Jolkov se encogió de hombros.
—Ustedes mismos. Supongo que no habrán sido tan estúpidos como para traer con ustedes el libro del código, ¿verdad?
—No —respondió Sam—. Y tampoco somos tan estúpidos como para haberlo dejado en el hotel, pero puede ir a mirar.
—Ya lo hemos hecho. Supongo que ya está en manos de la señora Wondrash.
—Allí, o en una caja de seguridad —dijo Remi.
—No, no lo creo. Creo que su gente está intentando descifrarlo ahora mismo. Quizá les hagamos una visita. Me han dicho que San Diego es muy hermoso en esta época del año.
—Pues le deseo suerte —dijo Sam con un tono indiferente, al tiempo que se esforzaba por mantener el rostro impasible.
—¿Habla de su sistema de seguridad? —Jolkov hizo un gesto despectivo—. No será ningún problema.
—Está visto que no conoce mis antecedentes —le advirtió Sam.
Jolkov titubeó.
—Ah, sí, es ingeniero. Ha modificado el sistema de alarmas, ¿no?

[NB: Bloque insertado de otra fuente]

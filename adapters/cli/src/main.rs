#![deny(
    unsafe_code,
    missing_docs,
    dead_code,
    unused_results,
    non_snake_case,
    unreachable_pub
)]

//! Command-line adapter that opens a shared tabletop board.

mod config;
mod play;
mod replay;
mod roster;

use std::{fs::File, io, io::BufReader, path::PathBuf};

use anyhow::{Context, Result};
use clap::{Args, Parser, Subcommand};
use tracing_subscriber::EnvFilter;

use crate::config::ClientConfig;

/// Shared tabletop board client.
#[derive(Debug, Parser)]
#[command(name = "tabletop", version)]
struct Cli {
    /// Configuration file; defaults to `tabletop.toml` when present.
    #[arg(long, global = true)]
    config: Option<PathBuf>,
    #[command(subcommand)]
    command: Command,
}

#[derive(Debug, Subcommand)]
enum Command {
    /// Opens the board window and joins a campaign.
    Play(PlayArgs),
    /// Feeds a JSON-lines event log into a fresh board and prints the result.
    Replay(ReplayArgs),
}

#[derive(Debug, Args)]
struct PlayArgs {
    /// Address of a line-delimited JSON session service. Plays locally when omitted.
    #[arg(long, value_name = "ADDR")]
    connect: Option<String>,
    /// Campaign code to join.
    #[arg(long)]
    code: Option<String>,
}

#[derive(Debug, Args)]
struct ReplayArgs {
    /// Event log with one envelope per line.
    #[arg(value_name = "FILE")]
    file: PathBuf,
    /// Campaign code attached to requests issued during the replay.
    #[arg(long)]
    code: Option<String>,
}

/// Entry point for the tabletop command-line interface.
fn main() -> Result<()> {
    let cli = Cli::parse();
    let mut config = ClientConfig::load(cli.config.as_deref())?;
    init_tracing(&config.logging.filter);

    match cli.command {
        Command::Play(args) => {
            if let Some(address) = args.connect {
                config.session.connect = Some(address);
            }
            if let Some(code) = args.code {
                config.session.code = code;
            }
            play::run(config)
        }
        Command::Replay(args) => {
            let code = args.code.unwrap_or(config.session.code);
            let file = File::open(&args.file)
                .with_context(|| format!("failed to open {}", args.file.display()))?;
            let report = replay::replay(BufReader::new(file), &code)?;
            report
                .print(&mut io::stdout().lock())
                .context("failed to write replay summary")
        }
    }
}

fn init_tracing(fallback: &str) {
    tracing_subscriber::fmt()
        .with_env_filter(
            EnvFilter::try_from_default_env().unwrap_or_else(|_| EnvFilter::new(fallback)),
        )
        .with_target(false)
        .init();
}
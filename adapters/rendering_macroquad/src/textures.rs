use std::{
    collections::HashMap,
    fs,
    path::{Component, Path, PathBuf},
};

use anyhow::{bail, Context, Result};
use macroquad::texture::Texture2D;
use tracing::warn;

/// Resolves an asset locator against the asset root.
///
/// Remote locators and paths escaping the root are rejected.
pub fn resolve_asset_path(root: &Path, locator: &str) -> Result<PathBuf> {
    let locator = locator.trim();
    if locator.is_empty() {
        bail!("asset locator is empty");
    }
    if locator.contains("://") {
        bail!("remote asset `{locator}` cannot be loaded from disk");
    }

    let relative = Path::new(locator.trim_start_matches('/'));
    if relative
        .components()
        .any(|component| !matches!(component, Component::Normal(_) | Component::CurDir))
    {
        bail!("asset `{locator}` escapes the asset root");
    }

    Ok(root.join(relative))
}

/// Lazily loaded textures keyed by asset locator.
///
/// Failed loads are remembered so a missing file is reported once and then
/// drawn with the fallback shape.
#[derive(Debug)]
pub(crate) struct TextureCache {
    root: PathBuf,
    textures: HashMap<String, Option<Texture2D>>,
}

impl TextureCache {
    pub(crate) fn new(root: PathBuf) -> Self {
        Self {
            root,
            textures: HashMap::new(),
        }
    }

    pub(crate) fn get(&mut self, locator: &str) -> Option<Texture2D> {
        self.get_with_loader(locator, load_from_disk)
    }

    fn get_with_loader(
        &mut self,
        locator: &str,
        mut loader: impl FnMut(&Path) -> Result<Texture2D>,
    ) -> Option<Texture2D> {
        if let Some(cached) = self.textures.get(locator) {
            return *cached;
        }

        let loaded = resolve_asset_path(&self.root, locator)
            .and_then(|path| loader(&path))
            .map_err(|error| warn!(locator, error = %format!("{error:#}"), "texture unavailable"))
            .ok();
        let _ = self.textures.insert(locator.to_owned(), loaded);
        loaded
    }
}

fn load_from_disk(path: &Path) -> Result<Texture2D> {
    let bytes =
        fs::read(path).with_context(|| format!("failed to read asset at {}", path.display()))?;
    Ok(Texture2D::from_file_with_format(&bytes, None))
}
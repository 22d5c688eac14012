//! In-memory character directory seeded from configuration.

use std::collections::BTreeMap;

use tabletop_core::{CharacterDirectory, CharacterSheet, EntityId};

#[derive(Clone, Debug, Default)]
pub(crate) struct CharacterRoster {
    sheets: BTreeMap<EntityId, CharacterSheet>,
}

impl CharacterRoster {
    /// Builds a roster; later sheets replace earlier ones with the same id.
    pub(crate) fn new(sheets: impl IntoIterator<Item = CharacterSheet>) -> Self {
        Self {
            sheets: sheets
                .into_iter()
                .map(|sheet| (sheet.id.clone(), sheet))
                .collect(),
        }
    }
}

impl CharacterDirectory for CharacterRoster {
    fn character_by_id(&self, id: &EntityId) -> Option<CharacterSheet> {
        self.sheets.get(id).cloned()
    }
}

—Incluso si consigue saltárselo, ¿quién sabe qué encontrará una vez dentro? —añadió Remi—. Usted mismo lo ha dicho: no somos estúpidos.
Jolkov frunció el entrecejo, una chispa de duda brilló en sus ojos, pero desapareció en el acto.
—Ya lo veremos. Una última oportunidad, señor y señora Fargo. Después, se acabaron los miramientos.
—Tiene nuestra respuesta —manifestó Sam.